### PROMPT
Restate the records in their entirety, word for word.

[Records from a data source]
⟨
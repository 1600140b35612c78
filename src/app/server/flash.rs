use axum_extra::extract::{cookie::Cookie, PrivateCookieJar};
use serde::{Deserialize, Serialize};
use tracing::warn;

/// Name of the cookie holding the pending flash message.
pub const FLASH_COOKIE: &str = "roster_flash";

/// A notification shown once, on the page rendered after a redirect.
#[derive(Debug, Clone, Default, PartialEq, Serialize, Deserialize, utoipa::ToSchema)]
pub struct Flash {
    pub success: Option<String>,
}

impl Flash {
    pub fn success(message: impl Into<String>) -> Self {
        Self {
            success: Some(message.into()),
        }
    }
}

/// Store `flash` in the jar, replacing any pending one.
pub fn put(jar: PrivateCookieJar, flash: &Flash) -> PrivateCookieJar {
    let value = match serde_json::to_string(flash) {
        Ok(value) => value,
        Err(e) => {
            warn!("Unable to serialize flash: {e}");
            return jar;
        }
    };

    let cookie = Cookie::build((FLASH_COOKIE, value))
        .path("/")
        .http_only(true);

    jar.add(cookie)
}

/// Remove the pending flash from the jar and return it.
pub fn take(jar: PrivateCookieJar) -> (PrivateCookieJar, Option<Flash>) {
    let Some(cookie) = jar.get(FLASH_COOKIE) else {
        return (jar, None);
    };

    let flash = match serde_json::from_str(cookie.value()) {
        Ok(flash) => Some(flash),
        Err(e) => {
            warn!("Discarding malformed flash: {e}");
            None
        }
    };

    (jar.remove(Cookie::build(FLASH_COOKIE).path("/")), flash)
}

#[cfg(test)]
mod tests {
    use super::{put, take, Flash, FLASH_COOKIE};
    use axum_extra::extract::{
        cookie::{Cookie, Key},
        PrivateCookieJar,
    };

    #[test]
    fn flash_is_taken_once() {
        let jar = PrivateCookieJar::new(Key::generate());

        let jar = put(jar, &Flash::success("Company created successfully."));

        let (jar, flash) = take(jar);
        assert_eq!(
            Some(Flash::success("Company created successfully.")),
            flash
        );

        let (_, flash) = take(jar);
        assert_eq!(None, flash);
    }

    #[test]
    fn malformed_flash_is_discarded() {
        let jar = PrivateCookieJar::new(Key::generate());
        let jar = jar.add(Cookie::new(FLASH_COOKIE, "not json"));

        let (jar, flash) = take(jar);
        assert_eq!(None, flash);
        assert!(jar.get(FLASH_COOKIE).is_none());
    }

    #[test]
    fn newer_flash_replaces_pending() {
        let jar = PrivateCookieJar::new(Key::generate());
        let jar = put(jar, &Flash::success("first"));
        let jar = put(jar, &Flash::success("second"));

        let (_, flash) = take(jar);
        assert_eq!(Some(Flash::success("second")), flash);
    }
}
#[cfg(test)]
mod account_seeder_tests {
    use crate::{
        app::test::MemoryRepo,
        core::{
            model::account::Role,
            password,
            repo::account::AccountRepo,
            service::account::{AccountSeeder, DEFAULT_PASSWORD},
        },
        error::RosterErr,
    };

    #[tokio::test]
    async fn seeds_default_accounts() {
        let seeder = AccountSeeder::new(MemoryRepo::default());

        let accounts = seeder.seed().await.unwrap();
        assert_eq!(2, accounts.len());

        let admin = seeder
            .repo
            .get_by_email("admin@grtech.com")
            .await
            .unwrap()
            .unwrap();
        assert_eq!("Admin", admin.name);
        assert_eq!(Role::Admin, admin.role);
        assert_ne!(DEFAULT_PASSWORD, admin.password);
        assert!(password::verify(DEFAULT_PASSWORD, &admin.password));

        let user = seeder
            .repo
            .get_by_email("user@grtech.com")
            .await
            .unwrap()
            .unwrap();
        assert_eq!("User", user.name);
        assert_eq!(Role::User, user.role);
        assert!(password::verify(DEFAULT_PASSWORD, &user.password));
    }

    #[tokio::test]
    async fn seeding_is_idempotent() {
        let seeder = AccountSeeder::new(MemoryRepo::default());

        let first = seeder.seed().await.unwrap();
        let second = seeder.seed().await.unwrap();

        assert_eq!(2, seeder.repo.count().await.unwrap());
        for (a, b) in first.iter().zip(second.iter()) {
            assert_eq!(a.id, b.id);
            assert_eq!(a.email, b.email);
            assert_eq!(a.role, b.role);
            assert!(password::verify(DEFAULT_PASSWORD, &b.password));
        }
    }

    #[tokio::test]
    async fn seeding_restores_modified_accounts() {
        let seeder = AccountSeeder::new(MemoryRepo::default());
        seeder.seed().await.unwrap();

        {
            let mut db = seeder.repo.db();
            for account in db.accounts.values_mut() {
                account.name = "Changed".to_string();
                account.role = Role::User;
                account.password = "tampered".to_string();
            }
        }

        seeder.seed().await.unwrap();

        let admin = seeder
            .repo
            .get_by_email("admin@grtech.com")
            .await
            .unwrap()
            .unwrap();
        assert_eq!("Admin", admin.name);
        assert_eq!(Role::Admin, admin.role);
        assert!(password::verify(DEFAULT_PASSWORD, &admin.password));
    }

    #[tokio::test]
    async fn failed_seed_writes_nothing() {
        let seeder = AccountSeeder::new(MemoryRepo::default());
        seeder.repo.db().fail_upserts_after = Some(1);

        let error = seeder.seed().await.unwrap_err();

        assert!(matches!(error.error, RosterErr::Sqlx(_)));
        assert_eq!(0, seeder.repo.count().await.unwrap());
    }

    #[tokio::test]
    async fn failed_reseed_rolls_back_earlier_upserts() {
        let seeder = AccountSeeder::new(MemoryRepo::default());
        seeder.seed().await.unwrap();

        {
            let mut db = seeder.repo.db();
            for account in db.accounts.values_mut() {
                account.name = "Changed".to_string();
            }
            // The admin upsert goes through, the user upsert fails.
            db.fail_upserts_after = Some(3);
        }

        let error = seeder.seed().await.unwrap_err();
        assert!(matches!(error.error, RosterErr::Sqlx(_)));

        let admin = seeder
            .repo
            .get_by_email("admin@grtech.com")
            .await
            .unwrap()
            .unwrap();
        assert_eq!("Changed", admin.name);
        assert_eq!(2, seeder.repo.count().await.unwrap());
    }
}

#[cfg(all(test, feature = "pg-test"))]
#[suitest::suite(pg_account_seeder_int)]
mod account_seeder_integration_tests {
    use crate::{
        app::test::{init_postgres, PostgresContainer},
        core::{
            model::account::Role,
            password,
            repo::account::AccountRepo,
            service::account::{AccountSeeder, DEFAULT_PASSWORD},
        },
    };
    use sqlx::PgPool;
    use suitest::before_all;

    #[before_all]
    async fn setup() -> (PgPool, PostgresContainer) {
        let (postgres, pg_img) = init_postgres().await;
        (postgres, pg_img)
    }

    #[test]
    async fn seeding_twice_leaves_two_accounts(repo: PgPool) {
        let seeder = AccountSeeder::new(repo.clone());

        seeder.seed().await.unwrap();
        seeder.seed().await.unwrap();

        assert_eq!(2, repo.count().await.unwrap());

        let admin = repo.get_by_email("admin@grtech.com").await.unwrap().unwrap();
        assert_eq!("Admin", admin.name);
        assert_eq!(Role::Admin, admin.role);
        assert!(password::verify(DEFAULT_PASSWORD, &admin.password));

        let user = repo.get_by_email("user@grtech.com").await.unwrap().unwrap();
        assert_eq!("User", user.name);
        assert_eq!(Role::User, user.role);
        assert!(password::verify(DEFAULT_PASSWORD, &user.password));
    }
}
use clap::Parser;

#[tokio::main]
async fn main() {
    let args = roster::cli::CliArgs::parse();
    roster::app::state::init_tracing(&args.start.log());

    if let Err(e) = roster::cli::run(args).await {
        e.print();
        std::process::exit(1);
    }
}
⟩
### RESPONSE TO THIS EXERCISE
repository 1600140b35612c78
filename src/app/server/flash.rs
use axum_extra::extract::{cookie::Cookie, PrivateCookieJar};
use serde::{Deserialize, Serialize};
use tracing::warn;

/// Name of the cookie holding the pending flash message.
pub const FLASH_COOKIE: &str = "roster_flash";

/// A notification shown once, on the page rendered after a redirect.
#[derive(Debug, Clone, Default, PartialEq, Serialize, Deserialize, utoipa::ToSchema)]
pub struct Flash {
    pub success: Option<String>,
}

impl Flash {
    pub fn success(message: impl Into<String>) -> Self {
        Self {
            success: Some(message.into()),
        }
    }
}

/// Store `flash` in the jar, replacing any pending one.
pub fn put(jar: PrivateCookieJar, flash: &Flash) -> PrivateCookieJar {
    let value = match serde_json::to_string(flash) {
        Ok(value) => value,
        Err(e) => {
            warn!("Unable to serialize flash: {e}");
            return jar;
        }
    };

    let cookie = Cookie::build((FLASH_COOKIE, value))
        .path("/")
        .http_only(true);

    jar.add(cookie)
}

/// Remove the pending flash from the jar and return it.
pub fn take(jar: PrivateCookieJar) -> (PrivateCookieJar, Option<Flash>) {
    let Some(cookie) = jar.get(FLASH_COOKIE) else {
        return (jar, None);
    };

    let flash = match serde_json::from_str(cookie.value()) {
        Ok(flash) => Some(flash),
        Err(e) => {
            warn!("Discarding malformed flash: {e}");
            None
        }
    };

    (jar.remove(Cookie::build(FLASH_COOKIE).path("/")), flash)
}

#[cfg(test)]
mod tests {
    use super::{put, take, Flash, FLASH_COOKIE};
    use axum_extra::extract::{
        cookie::{Cookie, Key},
        PrivateCookieJar,
    };

    #[test]
    fn flash_is_taken_once() {
        let jar = PrivateCookieJar::new(Key::generate());

        let jar = put(jar, &Flash::success("Company created successfully."));

        let (jar, flash) = take(jar);
        assert_eq!(
            Some(Flash::success("Company created successfully.")),
            flash
        );

        let (_, flash) = take(jar);
        assert_eq!(None, flash);
    }

    #[test]
    fn malformed_flash_is_discarded() {
        let jar = PrivateCookieJar::new(Key::generate());
        let jar = jar.add(Cookie::new(FLASH_COOKIE, "not json"));

        let (jar, flash) = take(jar);
        assert_eq!(None, flash);
        assert!(jar.get(FLASH_COOKIE).is_none());
    }

    #[test]
    fn newer_flash_replaces_pending() {
        let jar = PrivateCookieJar::new(Key::generate());
        let jar = put(jar, &Flash::success("first"));
        let jar = put(jar, &Flash::success("second"));

        let (_, flash) = take(jar);
        assert_eq!(Some(Flash::success("second")), flash);
    }
}
#[cfg(test)]
mod account_seeder_tests {
    use crate::{
        app::test::MemoryRepo,
        core::{
            model::account::Role,
            password,
            repo::account::AccountRepo,
            service::account::{AccountSeeder, DEFAULT_PASSWORD},
        },
        error::RosterErr,
    };

    #[tokio::test]
    async fn seeds_default_accounts() {
        let seeder = AccountSeeder::new(MemoryRepo::default());

        let accounts = seeder.seed().await.unwrap();
        assert_eq!(2, accounts.len());

        let admin = seeder
            .repo
            .get_by_email("admin@grtech.com")
            .await
            .unwrap()
            .unwrap();
        assert_eq!("Admin", admin.name);
        assert_eq!(Role::Admin, admin.role);
        assert_ne!(DEFAULT_PASSWORD, admin.password);
        assert!(password::verify(DEFAULT_PASSWORD, &admin.password));

        let user = seeder
            .repo
            .get_by_email("user@grtech.com")
            .await
            .unwrap()
            .unwrap();
        assert_eq!("User", user.name);
        assert_eq!(Role::User, user.role);
        assert!(password::verify(DEFAULT_PASSWORD, &user.password));
    }

    #[tokio::test]
    async fn seeding_is_idempotent() {
        let seeder = AccountSeeder::new(MemoryRepo::default());

        let first = seeder.seed().await.unwrap();
        let second = seeder.seed().await.unwrap();

        assert_eq!(2, seeder.repo.count().await.unwrap());
        for (a, b) in first.iter().zip(second.iter()) {
            assert_eq!(a.id, b.id);
            assert_eq!(a.email, b.email);
            assert_eq!(a.role, b.role);
            assert!(password::verify(DEFAULT_PASSWORD, &b.password));
        }
    }

    #[tokio::test]
    async fn seeding_restores_modified_accounts() {
        let seeder = AccountSeeder::new(MemoryRepo::default());
        seeder.seed().await.unwrap();

        {
            let mut db = seeder.repo.db();
            for account in db.accounts.values_mut() {
                account.name = "Changed".to_string();
                account.role = Role::User;
                account.password = "tampered".to_string();
            }
        }

        seeder.seed().await.unwrap();

        let admin = seeder
            .repo
            .get_by_email("admin@grtech.com")
            .await
            .unwrap()
            .unwrap();
        assert_eq!("Admin", admin.name);
        assert_eq!(Role::Admin, admin.role);
        assert!(password::verify(DEFAULT_PASSWORD, &admin.password));
    }

    #[tokio::test]
    async fn failed_seed_writes_nothing() {
        let seeder = AccountSeeder::new(MemoryRepo::default());
        seeder.repo.db().fail_upserts_after = Some(1);

        let error = seeder.seed().await.unwrap_err();

        assert!(matches!(error.error, RosterErr::Sqlx(_)));
        assert_eq!(0, seeder.repo.count().await.unwrap());
    }

    #[tokio::test]
    async fn failed_reseed_rolls_back_earlier_upserts() {
        let seeder = AccountSeeder::new(MemoryRepo::default());
        seeder.seed().await.unwrap();

        {
            let mut db = seeder.repo.db();
            for account in db.accounts.values_mut() {
                account.name = "Changed".to_string();
            }
            // The admin upsert goes through, the user upsert fails.
            db.fail_upserts_after = Some(3);
        }

        let error = seeder.seed().await.unwrap_err();
        assert!(matches!(error.error, RosterErr::Sqlx(_)));

        let admin = seeder
            .repo
            .get_by_email("admin@grtech.com")
            .await
            .unwrap()
            .unwrap();
        assert_eq!("Changed", admin.name);
        assert_eq!(2, seeder.repo.count().await.unwrap());
    }
}

#[cfg(all(test, feature = "pg-test"))]
#[suitest::suite(pg_account_seeder_int)]
mod account_seeder_integration_tests {
    use crate::{
        app::test::{init_postgres, PostgresContainer},
        core::{
            model::account::Role,
            password,
            repo::account::AccountRepo,
            service::account::{AccountSeeder, DEFAULT_PASSWORD},
        },
    };
    use sqlx::PgPool;
    use suitest::before_all;

    #[before_all]
    async fn setup() -> (PgPool, PostgresContainer) {
        let (postgres, pg_img) = init_postgres().await;
        (postgres, pg_img)
    }

    #[test]
    async fn seeding_twice_leaves_two_accounts(repo: PgPool) {
        let seeder = AccountSeeder::new(repo.clone());

        seeder.seed().await.unwrap();
        seeder.seed().await.unwrap();

        assert_eq!(2, repo.count().await.unwrap());

        let admin = repo.get_by_email("admin@grtech.com").await.unwrap().unwrap();
        assert_eq!("Admin", admin.name);
        assert_eq!(Role::Admin, admin.role);
        assert!(password::verify(DEFAULT_PASSWORD, &admin.password));

        let user = repo.get_by_email("user@grtech.com").await.unwrap().unwrap();
        assert_eq!("User", user.name);
        assert_eq!(Role::User, user.role);
        assert!(password::verify(DEFAULT_PASSWORD, &user.password));
    }
}
use clap::Parser;

#[tokio::main]
async fn main() {
    let args = roster::cli::CliArgs::parse();
    roster::app::state::init_tracing(&args.start.log());

    if let Err(e) = roster::cli::run(args).await {
        e.print();
        std::process::exit(1);
    }
}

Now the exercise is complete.